Giving Sight to the Blind
Israel is renowned for its incredible advancements in technology, particularly in the medical field. It’s sometimes considered the “tech capital of the world” for its advanced innovations in its short history as a modern nation. Its latest development comes from CorNeat Vision, an Israeli startup that has just been approved “to conduct clinical trials of a synthetic cornea that bio-integrates with the human eye,” according to Israel Hayom.
Called the CorNeat KPro, the implant is designed to replace and immediately restore vision to deformed, scarred, or opacified corneas. Implanting the cornea takes less than an hour. The Health Ministry has approved 10 patients with corneal blindness to undergo the trial at Beilinson Hospital in Petach Tikva. Dr. Gilad Litvin, inventor of the KPro cornea, expects “it will enable millions of blind patients around the world, even in areas where there is no corneal practice nor culture of organ donation, to regain their sight.”
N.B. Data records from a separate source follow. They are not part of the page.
//! 코인 분석을 위한 도메인 모델.

mod coin;
mod sentiment;
mod signal;
mod technical;

pub use coin::*;
pub use sentiment::*;
pub use signal::*;
pub use technical::*;
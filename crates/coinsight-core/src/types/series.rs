//! 가격 시계열 타입.
//!
//! `PriceSeries`는 생성 시 시간 순서를 검증하고 이후 변경되지 않습니다.

use chrono::{DateTime, Utc};
use rust_decimal::Decimal;
use serde::{Deserialize, Serialize};

use super::{Price, Volume};
use crate::error::{CoinsightError, CoinsightResult};

/// 단일 가격 관측치.
#[derive(Debug, Clone, PartialEq, Serialize, Deserialize)]
pub struct PricePoint {
    /// 관측 시각
    pub timestamp: DateTime<Utc>,
    /// 가격 (호가 통화 기준)
    pub price: Price,
    /// 거래량 (제공되지 않을 수 있음)
    #[serde(skip_serializing_if = "Option::is_none")]
    pub volume: Option<Volume>,
}

impl PricePoint {
    /// 거래량 없는 관측치를 생성합니다.
    pub fn new(timestamp: DateTime<Utc>, price: Price) -> Self {
        Self {
            timestamp,
            price,
            volume: None,
        }
    }

    /// 거래량을 설정합니다.
    pub fn with_volume(mut self, volume: Volume) -> Self {
        self.volume = Some(volume);
        self
    }
}

/// 시간 순으로 정렬된 불변 가격 시계열.
///
/// 타임스탬프는 엄격하게 증가하며 중복이 없습니다.
#[derive(Debug, Clone, PartialEq, Default, Serialize)]
pub struct PriceSeries {
    points: Vec<PricePoint>,
}

impl PriceSeries {
    /// 관측치 목록으로 시계열을 생성합니다.
    ///
    /// # 에러
    ///
    /// 타임스탬프가 직전 값보다 크지 않은 관측치가 있으면 `InvalidInput`.
    pub fn new(points: Vec<PricePoint>) -> CoinsightResult<Self> {
        if let Some(pos) = points
            .windows(2)
            .position(|w| w[1].timestamp <= w[0].timestamp)
        {
            return Err(CoinsightError::InvalidInput(format!(
                "타임스탬프가 엄격히 증가하지 않습니다: index {} ({}) 이후 {}",
                pos,
                points[pos].timestamp,
                points[pos + 1].timestamp
            )));
        }

        Ok(Self { points })
    }

    /// 빈 시계열.
    pub fn empty() -> Self {
        Self::default()
    }

    /// 관측치 수.
    pub fn len(&self) -> usize {
        self.points.len()
    }

    /// 비어 있는지 확인합니다.
    pub fn is_empty(&self) -> bool {
        self.points.is_empty()
    }

    /// 모든 관측치.
    pub fn points(&self) -> &[PricePoint] {
        &self.points
    }

    /// 가격 열만 추출합니다.
    pub fn prices(&self) -> Vec<Decimal> {
        self.points.iter().map(|p| p.price).collect()
    }

    /// 가장 최근 관측치.
    pub fn latest(&self) -> Option<&PricePoint> {
        self.points.last()
    }

    /// 가장 오래된 관측치.
    pub fn first(&self) -> Option<&PricePoint> {
        self.points.first()
    }

    /// 거래량이 하나라도 있는지 확인합니다.
    pub fn has_volume(&self) -> bool {
        self.points.iter().any(|p| p.volume.is_some())
    }

    /// 최저가와 최고가.
    pub fn price_range(&self) -> Option<(Price, Price)> {
        let min = self.points.iter().map(|p| p.price).min()?;
        let max = self.points.iter().map(|p| p.price).max()?;
        Some((min, max))
    }

    /// 첫 관측치 대비 마지막 관측치의 변화율 (0.05 = 5%).
    ///
    /// 첫 가격이 0이면 `None`.
    pub fn change_ratio(&self) -> Option<Decimal> {
        let first = self.first()?.price;
        let last = self.latest()?.price;
        if first.is_zero() {
            return None;
        }
        Some((last - first) / first)
    }
}

impl<'de> Deserialize<'de> for PriceSeries {
    fn deserialize<D>(deserializer: D) -> Result<Self, D::Error>
    where
        D: serde::Deserializer<'de>,
    {
        #[derive(Deserialize)]
        struct Raw {
            points: Vec<PricePoint>,
        }

        let raw = Raw::deserialize(deserializer)?;
        PriceSeries::new(raw.points).map_err(serde::de::Error::custom)
    }
}

#[cfg(test)]
mod tests {
    use super::*;
    use chrono::{Duration, TimeZone};
    use rust_decimal_macros::dec;

    fn ts(hour: i64) -> DateTime<Utc> {
        Utc.with_ymd_and_hms(2024, 1, 1, 0, 0, 0).unwrap() + Duration::hours(hour)
    }

    #[test]
    fn test_series_accepts_increasing_timestamps() {
        let series = PriceSeries::new(vec![
            PricePoint::new(ts(0), dec!(100)),
            PricePoint::new(ts(1), dec!(110)).with_volume(dec!(5)),
            PricePoint::new(ts(2), dec!(90)),
        ])
        .unwrap();

        assert_eq!(series.len(), 3);
        assert_eq!(series.prices(), vec![dec!(100), dec!(110), dec!(90)]);
        assert_eq!(series.latest().unwrap().price, dec!(90));
        assert!(series.has_volume());
        assert_eq!(series.price_range(), Some((dec!(90), dec!(110))));
        assert_eq!(series.change_ratio(), Some(dec!(-0.1)));
    }

    #[test]
    fn test_series_rejects_duplicate_timestamps() {
        let result = PriceSeries::new(vec![
            PricePoint::new(ts(0), dec!(100)),
            PricePoint::new(ts(0), dec!(101)),
        ]);
        assert!(matches!(result, Err(CoinsightError::InvalidInput(_))));
    }

    #[test]
    fn test_series_rejects_decreasing_timestamps() {
        let result = PriceSeries::new(vec![
            PricePoint::new(ts(2), dec!(100)),
            PricePoint::new(ts(1), dec!(101)),
        ]);
        assert!(result.is_err());
    }

    #[test]
    fn test_empty_series() {
        let series = PriceSeries::empty();
        assert!(series.is_empty());
        assert!(series.latest().is_none());
        assert!(series.change_ratio().is_none());
        assert!(!series.has_volume());
    }

    #[test]
    fn test_deserialize_validates_order() {
        let ok = r#"{"points":[
            {"timestamp":"2024-01-01T00:00:00Z","price":"1.5"},
            {"timestamp":"2024-01-01T01:00:00Z","price":"1.6","volume":"10"}
        ]}"#;
        let series: PriceSeries = serde_json::from_str(ok).unwrap();
        assert_eq!(series.len(), 2);

        let bad = r#"{"points":[
            {"timestamp":"2024-01-01T01:00:00Z","price":"1.5"},
            {"timestamp":"2024-01-01T00:00:00Z","price":"1.6"}
        ]}"#;
        assert!(serde_json::from_str::<PriceSeries>(bad).is_err());
    }
}
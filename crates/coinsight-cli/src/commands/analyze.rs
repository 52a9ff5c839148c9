//! `analyze` 명령.
//!
//! 로그인 → 데이터 조회 및 분석 → 보고서 출력 순서로 진행합니다.

use std::process::ExitCode;

use anyhow::{Context, Result};
use coinsight_analytics::{AnalysisPipeline, AnalysisRequest, AnalysisStage};
use coinsight_auth::{Authenticator, InMemorySessionStore};
use coinsight_core::AppConfig;
use coinsight_data::{CoinGeckoClient, FearGreedClient, RetryPolicy};
use indicatif::{ProgressBar, ProgressStyle};
use tracing::{error, info};

use super::login::login;
use crate::report::{render_failure, render_report};

/// 지원하는 호가 통화.
pub const SUPPORTED_CURRENCIES: [&str; 4] = ["usd", "eur", "gbp", "jpy"];

/// 분석 명령 옵션.
#[derive(Debug, Clone)]
pub struct AnalyzeOptions {
    /// CoinGecko 코인 ID
    pub coin: String,
    /// 호가 통화
    pub currency: String,
    /// 조회 기간 (일)
    pub days: u32,
    /// JSON 출력 여부
    pub json: bool,
    /// 로그인 사용자 이름
    pub username: Option<String>,
}

/// 분석 명령을 실행합니다.
///
/// 데이터를 가져오지 못하면 안내문을 출력하고 실패 종료 코드를 반환합니다.
pub async fn run_analyze(config: &AppConfig, options: AnalyzeOptions) -> Result<ExitCode> {
    let auth = Authenticator::from_config(&config.auth, InMemorySessionStore::new())
        .context("invalid authentication settings")?;

    if login(&auth, options.username.clone()).await?.is_none() {
        return Ok(ExitCode::FAILURE);
    }

    let market = CoinGeckoClient::new(&config.api, RetryPolicy::from(&config.retry))
        .context("failed to build CoinGecko client")?;
    let sentiment =
        FearGreedClient::new(&config.api).context("failed to build fear/greed client")?;

    if market.has_api_key() {
        eprintln!("Using personal CoinGecko API key.");
    } else {
        eprintln!("Using the public CoinGecko API (rate limited).");
    }

    let pipeline = AnalysisPipeline::new(market, sentiment, &config.scoring);
    let request = AnalysisRequest::new(&options.coin, &options.currency, options.days);

    info!(
        coin = %request.coin_id,
        currency = %request.vs_currency,
        days = request.days,
        "분석 시작"
    );

    let progress = progress_bar();
    progress.set_message("Fetching price history...");
    let observer = |stage: AnalysisStage| {
        progress.set_position(u64::from(stage.percent()));
        progress.set_message(stage.to_string());
    };

    let report = match pipeline.run_with_progress(&request, &observer).await {
        Ok(report) => {
            progress.finish_and_clear();
            report
        }
        Err(e) if e.is_data_unavailable() => {
            progress.abandon_with_message("Data unavailable");
            error!(error = %e, "분석 실패");
            eprint!("\n{}", render_failure(&e));
            return Ok(ExitCode::FAILURE);
        }
        Err(e) => {
            progress.abandon();
            return Err(e).context("analysis failed");
        }
    };

    if options.json {
        let json = serde_json::to_string_pretty(&report).context("failed to serialize report")?;
        println!("{}", json);
    } else {
        print!("{}", render_report(&report));
    }

    Ok(ExitCode::SUCCESS)
}

fn progress_bar() -> ProgressBar {
    let pb = ProgressBar::new(100);
    // 템플릿은 고정 문자열이므로 실패하면 기본 스타일 사용
    let style = ProgressStyle::default_bar()
        .template("{spinner:.green} [{bar:40.cyan/blue}] {pos:>3}% {msg}")
        .map(|style| style.progress_chars("#>-"))
        .unwrap_or_else(|_| ProgressStyle::default_bar());
    pb.set_style(style);
    pb
}
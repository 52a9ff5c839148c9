//! 모멘텀 지표 (Momentum Indicators).
//!
//! 가격 모멘텀과 과매수/과매도 상태를 측정하는 지표를 제공합니다.
//! - RSI (Relative Strength Index)

use rust_decimal::Decimal;
use rust_decimal_macros::dec;
use serde::{Deserialize, Serialize};

use super::{IndicatorError, IndicatorResult};

/// RSI 파라미터.
#[derive(Debug, Clone, Copy, Serialize, Deserialize)]
pub struct RsiParams {
    /// RSI 기간 (기본: 14).
    pub period: usize,
}

impl Default for RsiParams {
    fn default() -> Self {
        Self { period: 14 }
    }
}

/// 모멘텀 지표 계산기.
#[derive(Debug, Default)]
pub struct MomentumCalculator;

impl MomentumCalculator {
    /// 새로운 모멘텀 계산기 생성.
    pub fn new() -> Self {
        Self
    }

    /// RSI (Relative Strength Index) 계산.
    ///
    /// RSI = 100 - (100 / (1 + RS))
    /// RS = 평균 상승폭 / 평균 하락폭
    ///
    /// 평균은 Wilder 방식 (alpha = 1 / period) 지수 평활이며,
    /// 첫 평균은 처음 period개 변화량의 단순 평균입니다.
    /// 하락폭 평균이 0이면 100입니다.
    ///
    /// # 반환
    /// 0-100 사이의 RSI 값들 (처음 period개는 None)
    pub fn rsi(&self, prices: &[Decimal], params: RsiParams) -> IndicatorResult<Vec<Option<Decimal>>> {
        let period = params.period;

        if period == 0 {
            return Err(IndicatorError::InvalidParameter(
                "기간은 0보다 커야 합니다".to_string(),
            ));
        }

        if prices.len() < period + 1 {
            return Err(IndicatorError::InsufficientData {
                required: period + 1,
                provided: prices.len(),
            });
        }

        // 상승/하락 분리
        let (gains, losses): (Vec<Decimal>, Vec<Decimal>) = prices
            .windows(2)
            .map(|w| {
                let delta = w[1] - w[0];
                if delta > Decimal::ZERO {
                    (delta, Decimal::ZERO)
                } else {
                    (Decimal::ZERO, delta.abs())
                }
            })
            .unzip();

        let avg_gains = self.wilder_smoothing(&gains, period);
        let avg_losses = self.wilder_smoothing(&losses, period);

        // 변화량은 가격보다 하나 적으므로 첫 시점은 항상 None
        let mut result = Vec::with_capacity(prices.len());
        result.push(None);

        for (gain, loss) in avg_gains.into_iter().zip(avg_losses) {
            let value = match (gain, loss) {
                (Some(_), Some(loss)) if loss.is_zero() => Some(dec!(100)),
                (Some(gain), Some(loss)) => {
                    let rs = gain / loss;
                    Some(dec!(100) - (dec!(100) / (Decimal::ONE + rs)))
                }
                _ => None,
            };
            result.push(value);
        }

        Ok(result)
    }

    /// Wilder 평활 (SMA로 시작하는 alpha = 1/period EWM).
    fn wilder_smoothing(&self, values: &[Decimal], period: usize) -> Vec<Option<Decimal>> {
        let mut result = Vec::with_capacity(values.len());

        if values.len() < period {
            result.resize(values.len(), None);
            return result;
        }

        let alpha = Decimal::ONE / Decimal::from(period);
        let one_minus_alpha = Decimal::ONE - alpha;

        result.resize(period - 1, None);
        let mut ewm_value = values[..period].iter().sum::<Decimal>() / Decimal::from(period);
        result.push(Some(ewm_value));

        for value in &values[period..] {
            ewm_value = (*value * alpha) + (ewm_value * one_minus_alpha);
            result.push(Some(ewm_value));
        }

        result
    }
}

#[cfg(test)]
mod tests {
    use super::*;

    fn sample_prices() -> Vec<Decimal> {
        vec![
            dec!(44.34),
            dec!(44.09),
            dec!(44.15),
            dec!(43.61),
            dec!(44.33),
            dec!(44.83),
            dec!(45.10),
            dec!(45.42),
            dec!(45.84),
            dec!(46.08),
            dec!(45.89),
            dec!(46.03),
            dec!(45.61),
            dec!(46.28),
            dec!(46.28),
            dec!(46.00),
        ]
    }

    #[test]
    fn test_rsi_alignment() {
        let momentum = MomentumCalculator::new();
        let prices = sample_prices();

        let rsi = momentum.rsi(&prices, RsiParams::default()).unwrap();

        assert_eq!(rsi.len(), prices.len());
        assert!(rsi[13].is_none());
        assert!(rsi[14].is_some());
        assert!(rsi[15].is_some());
    }

    #[test]
    fn test_rsi_range() {
        let momentum = MomentumCalculator::new();
        let rsi = momentum.rsi(&sample_prices(), RsiParams::default()).unwrap();

        for value in rsi.iter().flatten() {
            assert!(*value >= Decimal::ZERO);
            assert!(*value <= dec!(100));
        }

        // 교과서 예제 값 (약 70.5) 근처
        let first = rsi[14].unwrap();
        assert!(first > dec!(70) && first < dec!(71), "rsi = {}", first);
    }

    #[test]
    fn test_rsi_all_gains_is_100() {
        let momentum = MomentumCalculator::new();
        let prices: Vec<Decimal> = (0..20).map(|i| Decimal::from(100 + i)).collect();

        let rsi = momentum.rsi(&prices, RsiParams::default()).unwrap();
        assert_eq!(rsi[19], Some(dec!(100)));
    }

    #[test]
    fn test_rsi_all_losses_is_0() {
        let momentum = MomentumCalculator::new();
        let prices: Vec<Decimal> = (0..20).map(|i| Decimal::from(200 - i)).collect();

        let rsi = momentum.rsi(&prices, RsiParams::default()).unwrap();
        assert_eq!(rsi[19], Some(Decimal::ZERO));
    }

    #[test]
    fn test_rsi_insufficient_data() {
        let momentum = MomentumCalculator::new();
        let prices: Vec<Decimal> = (0..14).map(Decimal::from).collect();

        let result = momentum.rsi(&prices, RsiParams::default());
        assert!(matches!(
            result,
            Err(IndicatorError::InsufficientData { required: 15, provided: 14 })
        ));
    }
}
//! 재시도 정책.
//!
//! 네트워크 호출을 감싸는 재사용 가능한 재시도 루프입니다.
//! 에러 종류별 대기 시간은 [`RetryableError`]가 결정하며,
//! `None`을 반환하는 에러는 즉시 호출자에게 전달됩니다.
//!
//! 대기는 `tokio::time::sleep`을 사용하므로 테스트에서 멈춘 시계로 검증할 수 있습니다.

use std::future::Future;
use std::time::Duration;

use coinsight_core::RetryConfig;
use tracing::warn;

/// 재시도 대기 시간을 결정하는 에러.
pub trait RetryableError: std::fmt::Display {
    /// `attempt`번째(1부터) 시도가 이 에러로 실패했을 때 다음 시도 전 대기 시간.
    ///
    /// `None`이면 재시도하지 않습니다.
    fn retry_delay(&self, attempt: u32, policy: &RetryPolicy) -> Option<Duration>;
}

/// 재시도 정책.
#[derive(Debug, Clone, PartialEq, Eq)]
pub struct RetryPolicy {
    /// 최대 시도 횟수 (첫 시도 포함, 최소 1)
    pub max_attempts: u32,
    /// 요청 한도 초과 시 선형 대기 단위
    pub rate_limit_step: Duration,
    /// 연결 실패 후 대기
    pub connection_retry_delay: Duration,
    /// 타임아웃 후 대기
    pub timeout_retry_delay: Duration,
}

impl Default for RetryPolicy {
    fn default() -> Self {
        Self::from(&RetryConfig::default())
    }
}

impl From<&RetryConfig> for RetryPolicy {
    fn from(config: &RetryConfig) -> Self {
        Self {
            max_attempts: config.max_attempts,
            rate_limit_step: Duration::from_secs(config.rate_limit_step_secs),
            connection_retry_delay: Duration::from_secs(config.connection_retry_delay_secs),
            timeout_retry_delay: Duration::from_secs(config.timeout_retry_delay_secs),
        }
    }
}

impl RetryPolicy {
    /// 대기 없이 재시도하는 정책.
    pub fn immediate(max_attempts: u32) -> Self {
        Self {
            max_attempts,
            rate_limit_step: Duration::ZERO,
            connection_retry_delay: Duration::ZERO,
            timeout_retry_delay: Duration::ZERO,
        }
    }

    /// 재시도 없이 한 번만 시도하는 정책.
    pub fn no_retry() -> Self {
        Self::immediate(1)
    }

    /// 요청 한도 초과 후 대기 시간 (시도 번호 × 단위).
    pub fn rate_limit_delay(&self, attempt: u32) -> Duration {
        self.rate_limit_step.saturating_mul(attempt)
    }

    /// 작업을 정책에 따라 실행합니다.
    ///
    /// 성공하거나, 재시도할 수 없는 에러가 나거나, 시도 횟수를 모두 쓰면 반환합니다.
    /// 마지막 에러가 그대로 반환됩니다.
    pub async fn run<T, E, F, Fut>(&self, label: &str, mut operation: F) -> Result<T, E>
    where
        E: RetryableError,
        F: FnMut() -> Fut,
        Fut: Future<Output = Result<T, E>>,
    {
        let max_attempts = self.max_attempts.max(1);
        let mut attempt = 1u32;

        loop {
            let error = match operation().await {
                Ok(value) => return Ok(value),
                Err(e) => e,
            };

            if attempt >= max_attempts {
                warn!(
                    label = label,
                    attempts = attempt,
                    error = %error,
                    "재시도 횟수 소진"
                );
                return Err(error);
            }

            let Some(delay) = error.retry_delay(attempt, self) else {
                return Err(error);
            };

            warn!(
                label = label,
                attempt = attempt,
                max_attempts = max_attempts,
                delay_ms = delay.as_millis() as u64,
                error = %error,
                "요청 실패, 재시도 예정"
            );

            if !delay.is_zero() {
                tokio::time::sleep(delay).await;
            }
            attempt += 1;
        }
    }
}
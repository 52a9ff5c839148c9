//! 분석 시스템의 에러 타입.
//!
//! 이 모듈은 분석 파이프라인 전반에서 사용되는 에러 타입을 정의합니다.
//! 데이터 부족, 지표 미정의, 심리 지수 부재는 에러가 아니라 값으로 표현됩니다.

use thiserror::Error;

/// 핵심 분석 에러.
#[derive(Debug, Error)]
pub enum CoinsightError {
    /// 재시도 후에도 시세 데이터를 가져오지 못함 (또는 비어 있거나 형식이 잘못됨)
    #[error("데이터를 가져올 수 없음 ({coin}): {reason}")]
    DataUnavailable { coin: String, reason: String },

    /// 잘못된 입력
    #[error("잘못된 입력: {0}")]
    InvalidInput(String),

    /// 설정 에러
    #[error("설정 에러: {0}")]
    Config(String),

    /// 인증 에러
    #[error("인증 에러: {0}")]
    Auth(String),

    /// 직렬화 에러
    #[error("직렬화 에러: {0}")]
    Serialization(String),

    /// 내부 에러
    #[error("내부 에러: {0}")]
    Internal(String),
}

/// 분석 작업을 위한 Result 타입.
pub type CoinsightResult<T> = Result<T, CoinsightError>;

impl CoinsightError {
    /// 시세 데이터 부재 에러를 생성합니다.
    pub fn data_unavailable(coin: impl Into<String>, reason: impl ToString) -> Self {
        CoinsightError::DataUnavailable {
            coin: coin.into(),
            reason: reason.to_string(),
        }
    }

    /// 데이터 부재 에러인지 확인합니다.
    pub fn is_data_unavailable(&self) -> bool {
        matches!(self, CoinsightError::DataUnavailable { .. })
    }

    /// 사용자에게 보여줄 해결 방법 목록.
    ///
    /// 데이터 부재가 아닌 에러는 빈 목록을 반환합니다.
    pub fn remediation_hints(&self) -> Vec<String> {
        match self {
            CoinsightError::DataUnavailable { coin, .. } => vec![
                format!(
                    "Check that `{}` is a valid CoinGecko coin id (see https://www.coingecko.com)",
                    coin
                ),
                "Wait about a minute and retry (the free API allows roughly 50 requests per minute)"
                    .to_string(),
                "Check your internet connection".to_string(),
                "Configure a personal API key via COINGECKO_API_KEY".to_string(),
            ],
            _ => Vec::new(),
        }
    }
}

impl From<serde_json::Error> for CoinsightError {
    fn from(err: serde_json::Error) -> Self {
        CoinsightError::Serialization(err.to_string())
    }
}

impl From<config::ConfigError> for CoinsightError {
    fn from(err: config::ConfigError) -> Self {
        CoinsightError::Config(err.to_string())
    }
}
It’s encouraging to hear of the technological breakthroughs Israel enjoys at a time when many are limited in their work. If successful, this implant sounds like a monumental achievement in science. It takes my mind to John 9, when in this same land of Israel, Jesus restored sight to a man blind from birth. God’s blessing on the nation of Israel is eternal, and to see the blessing manifested through this medical development is a source of great hope for those who need their vision restored.